Member of the National Assembly for Bouches-du-Rhône's 16th constituency
- Incumbent
- Assumed office 22 June 2022
- Preceded by: Monica Michel

Personal details
- Born: 20 February 1975 (age 51) Montreuil, France
- Party: National Rally (2012-present)
- Other political affiliations: Union for a Popular Movement (2001-2012) Rally for the Republic (1995-2001)
- Spouse: Sébastien Chenu
- Occupation: Civil servant

= Emmanuel Taché =

French politician

Emmanuel Taché (/fr/; born 20 February 1975 in Montreuil) later assumed and known by the name Emmanuel Taché de la Pagerie is a French politician of the National Rally and a Member of the National Assembly for Bouches-du-Rhône's 16th constituency since 2022.

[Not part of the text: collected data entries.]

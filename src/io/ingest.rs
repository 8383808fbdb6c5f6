//! Catalog ingest.
//!
//! Turns a delimited earthquake catalog into `SeismicEvent`s in file order.
//!
//! Design goals:
//! - **Flexible headers**: common aliases (`mag`, `lat`, `Depth/Km`, ...) resolve
//!   to the same column; a bare five-column file maps positionally.
//! - **Loud failures**: a row without a parseable timestamp or magnitude aborts
//!   the load with its line number. Partial catalogs would silently shift the
//!   mainshock and the daily counts.
//! - **Separation of concerns**: no filtering or bucketing here.

use std::collections::HashMap;
use std::fs::File;
use std::io::Read;
use std::path::Path;

use chrono::{DateTime, NaiveDateTime, Utc};
use csv::StringRecord;

use crate::domain::SeismicEvent;
use crate::error::CatalogError;

const TIME_ALIASES: [&str; 5] = ["time", "timestamp", "datetime", "origin_time", "date"];
const LATITUDE_ALIASES: [&str; 2] = ["latitude", "lat"];
const LONGITUDE_ALIASES: [&str; 3] = ["longitude", "lon", "lng"];
const DEPTH_ALIASES: [&str; 4] = ["depth/km", "depth_km", "depth", "depth (km)"];
const MAGNITUDE_ALIASES: [&str; 4] = ["magnitude", "mag", "ml", "mw"];

/// Column positions resolved from the header row.
#[derive(Debug, Clone, PartialEq, Eq)]
pub struct ColumnMap {
    pub time: usize,
    pub latitude: Option<usize>,
    pub longitude: Option<usize>,
    pub depth_km: Option<usize>,
    pub magnitude: usize,
    /// True when the header names were not recognized and the standard
    /// five-column order was assumed.
    pub positional: bool,
}

/// Ingest output: events in catalog order plus how the columns were read.
#[derive(Debug, Clone)]
pub struct Catalog {
    pub events: Vec<SeismicEvent>,
    pub columns: ColumnMap,
}

impl Catalog {
    pub fn len(&self) -> usize {
        self.events.len()
    }

    pub fn is_empty(&self) -> bool {
        self.events.is_empty()
    }

    /// Earliest and latest timestamp in the catalog.
    pub fn time_span(&self) -> Option<(DateTime<Utc>, DateTime<Utc>)> {
        let min = self.events.iter().map(|e| e.timestamp).min()?;
        let max = self.events.iter().map(|e| e.timestamp).max()?;
        Some((min, max))
    }
}

/// Open and parse the catalog at `path`.
pub fn load_catalog(path: &Path, delimiter: u8) -> Result<Catalog, CatalogError> {
    let file = File::open(path).map_err(|e| CatalogError::FileAccess {
        path: path.to_path_buf(),
        reason: e.to_string(),
    })?;
    read_catalog(file, delimiter)
}

/// Parse a catalog from any reader (header row required).
pub fn read_catalog<R: Read>(reader: R, delimiter: u8) -> Result<Catalog, CatalogError> {
    let mut reader = csv::ReaderBuilder::new()
        .delimiter(delimiter)
        .flexible(true)
        .trim(csv::Trim::All)
        .from_reader(reader);

    let headers = reader
        .headers()
        .map_err(|e| CatalogError::Header(e.to_string()))?
        .clone();

    let columns = resolve_columns(&headers)?;
    log::debug!("catalog columns: {columns:?}");

    let mut events = Vec::new();
    for (idx, result) in reader.records().enumerate() {
        // +2: records() starts after the header, and lines are 1-based.
        let line = idx + 2;
        let record = result.map_err(|e| CatalogError::InvalidRow {
            line,
            message: format!("CSV parse error: {e}"),
        })?;
        let event = parse_row(&record, &columns)
            .map_err(|message| CatalogError::InvalidRow { line, message })?;
        events.push(event);
    }

    Ok(Catalog { events, columns })
}

fn resolve_columns(headers: &StringRecord) -> Result<ColumnMap, CatalogError> {
    let header_map = build_header_map(headers);
    let find = |aliases: &[&str]| find_column(&header_map, aliases);

    let time = find(TIME_ALIASES.as_slice());
    let magnitude = find(MAGNITUDE_ALIASES.as_slice());

    match (time, magnitude) {
        (Some(time), Some(magnitude)) => Ok(ColumnMap {
            time,
            latitude: find(LATITUDE_ALIASES.as_slice()),
            longitude: find(LONGITUDE_ALIASES.as_slice()),
            depth_km: find(DEPTH_ALIASES.as_slice()),
            magnitude,
            positional: false,
        }),
        // Unrecognized names on a five-column file: assume
        // Time, Latitude, Longitude, Depth_Km, Magnitude.
        _ if headers.len() == 5 => Ok(ColumnMap {
            time: 0,
            latitude: Some(1),
            longitude: Some(2),
            depth_km: Some(3),
            magnitude: 4,
            positional: true,
        }),
        (None, _) => Err(CatalogError::MissingColumn("time")),
        (_, None) => Err(CatalogError::MissingColumn("magnitude")),
    }
}

fn find_column(header_map: &HashMap<String, usize>, aliases: &[&str]) -> Option<usize> {
    aliases.iter().find_map(|a| header_map.get(*a).copied())
}

fn build_header_map(headers: &StringRecord) -> HashMap<String, usize> {
    let mut map = HashMap::new();
    for (idx, name) in headers.iter().enumerate() {
        // First occurrence wins on duplicated names.
        map.entry(normalize_header_name(name)).or_insert(idx);
    }
    map
}

fn normalize_header_name(name: &str) -> String {
    // Spreadsheet exports often prefix the first header with a UTF-8 BOM.
    let name = name.trim().trim_start_matches('\u{feff}');
    name.to_ascii_lowercase()
}

fn parse_row(record: &StringRecord, columns: &ColumnMap) -> Result<SeismicEvent, String> {
    let raw_time = get_required(record, columns.time, "time")?;
    let timestamp = parse_timestamp(raw_time)?;

    let raw_mag = get_required(record, columns.magnitude, "magnitude")?;
    let magnitude = parse_f64(raw_mag).ok_or_else(|| format!("Invalid magnitude '{raw_mag}'."))?;

    Ok(SeismicEvent {
        timestamp,
        latitude: parse_optional(record, columns.latitude, "latitude")?,
        longitude: parse_optional(record, columns.longitude, "longitude")?,
        depth_km: parse_optional(record, columns.depth_km, "depth")?,
        magnitude,
    })
}

fn get_required<'a>(record: &'a StringRecord, idx: usize, name: &str) -> Result<&'a str, String> {
    record
        .get(idx)
        .map(str::trim)
        .filter(|s| !s.is_empty())
        .ok_or_else(|| format!("Missing required value: `{name}`"))
}

fn parse_optional(record: &StringRecord, idx: Option<usize>, name: &str) -> Result<Option<f64>, String> {
    let Some(raw) = idx.and_then(|i| record.get(i)).map(str::trim) else {
        return Ok(None);
    };
    if raw.is_empty() {
        return Ok(None);
    }
    parse_f64(raw)
        .map(Some)
        .ok_or_else(|| format!("Invalid {name} '{raw}'."))
}

fn parse_f64(s: &str) -> Option<f64> {
    let v = s.parse::<f64>().ok()?;
    if v.is_finite() { Some(v) } else { None }
}

/// Parse an absolute timestamp, assuming UTC when no offset is given.
pub fn parse_timestamp(s: &str) -> Result<DateTime<Utc>, String> {
    if let Ok(dt) = DateTime::parse_from_rfc3339(s) {
        return Ok(dt.with_timezone(&Utc));
    }

    const FMTS: [&str; 3] = ["%Y-%m-%dT%H:%M:%S%.f", "%Y-%m-%d %H:%M:%S%.f", "%Y/%m/%d %H:%M:%S%.f"];
    for fmt in FMTS {
        if let Ok(dt) = NaiveDateTime::parse_from_str(s, fmt) {
            return Ok(dt.and_utc());
        }
    }
    Err(format!(
        "Invalid timestamp '{s}'. Expected RFC 3339 or YYYY-MM-DD HH:MM:SS[.fff]."
    ))
}

#[cfg(test)]
mod tests {
    use super::*;
    use chrono::TimeZone;

    #[test]
    fn reads_named_columns_in_any_order() {
        let csv = "\u{feff}Mag,Time,Lat,Lon,Depth/Km\n\
                   6.0,2016-08-24 01:36:32.000,42.70,13.23,8.1\n\
                   2.4,2016-08-24T02:00:00Z,42.71,13.20,\n";
        let catalog = read_catalog(csv.as_bytes(), b',').unwrap();
        assert!(!catalog.columns.positional);
        assert_eq!(catalog.len(), 2);

        let first = &catalog.events[0];
        assert_eq!(first.magnitude, 6.0);
        assert_eq!(
            first.timestamp,
            Utc.with_ymd_and_hms(2016, 8, 24, 1, 36, 32).unwrap()
        );
        assert_eq!(first.depth_km, Some(8.1));
        assert_eq!(catalog.events[1].depth_km, None);
    }

    #[test]
    fn unknown_five_column_header_maps_positionally() {
        let csv = "a|b|c|d|e\n2016-08-24 01:36:32|42.7|13.2|8.0|-0.3\n";
        let catalog = read_catalog(csv.as_bytes(), b'|').unwrap();
        assert!(catalog.columns.positional);
        assert_eq!(catalog.events[0].magnitude, -0.3);
        assert_eq!(catalog.events[0].latitude, Some(42.7));
    }

    #[test]
    fn missing_magnitude_fails_with_line_number() {
        let csv = "time,magnitude\n2016-08-24 01:36:32,6.0\n2016-08-24 02:00:00,\n";
        let err = read_catalog(csv.as_bytes(), b',').unwrap_err();
        match err {
            CatalogError::InvalidRow { line, message } => {
                assert_eq!(line, 3);
                assert!(message.contains("magnitude"));
            }
            other => panic!("unexpected error: {other:?}"),
        }
    }

    #[test]
    fn bad_timestamp_is_fatal() {
        let csv = "time,magnitude\nyesterday,3.0\n";
        assert!(matches!(
            read_catalog(csv.as_bytes(), b',').unwrap_err(),
            CatalogError::InvalidRow { line: 2, .. }
        ));
    }

    #[test]
    fn missing_time_column_is_reported() {
        let csv = "when,magnitude\n2016-08-24 01:36:32,6.0\n";
        assert!(matches!(
            read_catalog(csv.as_bytes(), b',').unwrap_err(),
            CatalogError::MissingColumn("time")
        ));
    }

    #[test]
    fn missing_file_names_the_path() {
        let path = Path::new("no/such/dir/catalog.csv");
        let err = load_catalog(path, b',').unwrap_err();
        assert!(matches!(err, CatalogError::FileAccess { .. }));
        assert!(err.to_string().contains("no/such/dir/catalog.csv"));
    }

    #[test]
    fn empty_catalog_parses_to_no_events() {
        let csv = "time,magnitude\n";
        let catalog = read_catalog(csv.as_bytes(), b',').unwrap();
        assert!(catalog.is_empty());
        assert!(catalog.time_span().is_none());
    }
}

Taché was born in the "working-class Paris suburb of Montreuil", and worked in fashion and broadcasting before working in politics. Taché was a member of Rally for the Republic and then Union for a Popular Movement (UMP). He worked as a parliamentary assistant to the UMP deputy Brigitte Le Brethon. He is one of the founders of the GayLib association alongside his partner Sébastien Chenu. In 2022, he was elected to represent the Bouches-du-Rhône's 16th constituency defeating incumbent En Marche! deputy Monica Michel.

Taché was finally condemned in September 2025 for having added to his birth surname of Taché the additional name "de la Pagerie", implying ancestry within the Tascher de la Pagerie noble family from which came Empress Joséphine.

His lawyers claimed that "it's perfectly normal in the art and communication sectors to use a pen name or preferred name", mentioning also that "has been public knowledge for several decades".

The three daughters of the last male member of the family, who died in 1993, had stated that as Taché was not related to them he is not entitled to use the name. In the legal proceedings they were seeking a symbolic one euro in damages, plus 500 euros a day should Taché continue to use the name; their lawyer stated that, despite the different spellings of Taché and Tascher, there remained "a risk of confusion in the eyes of the public."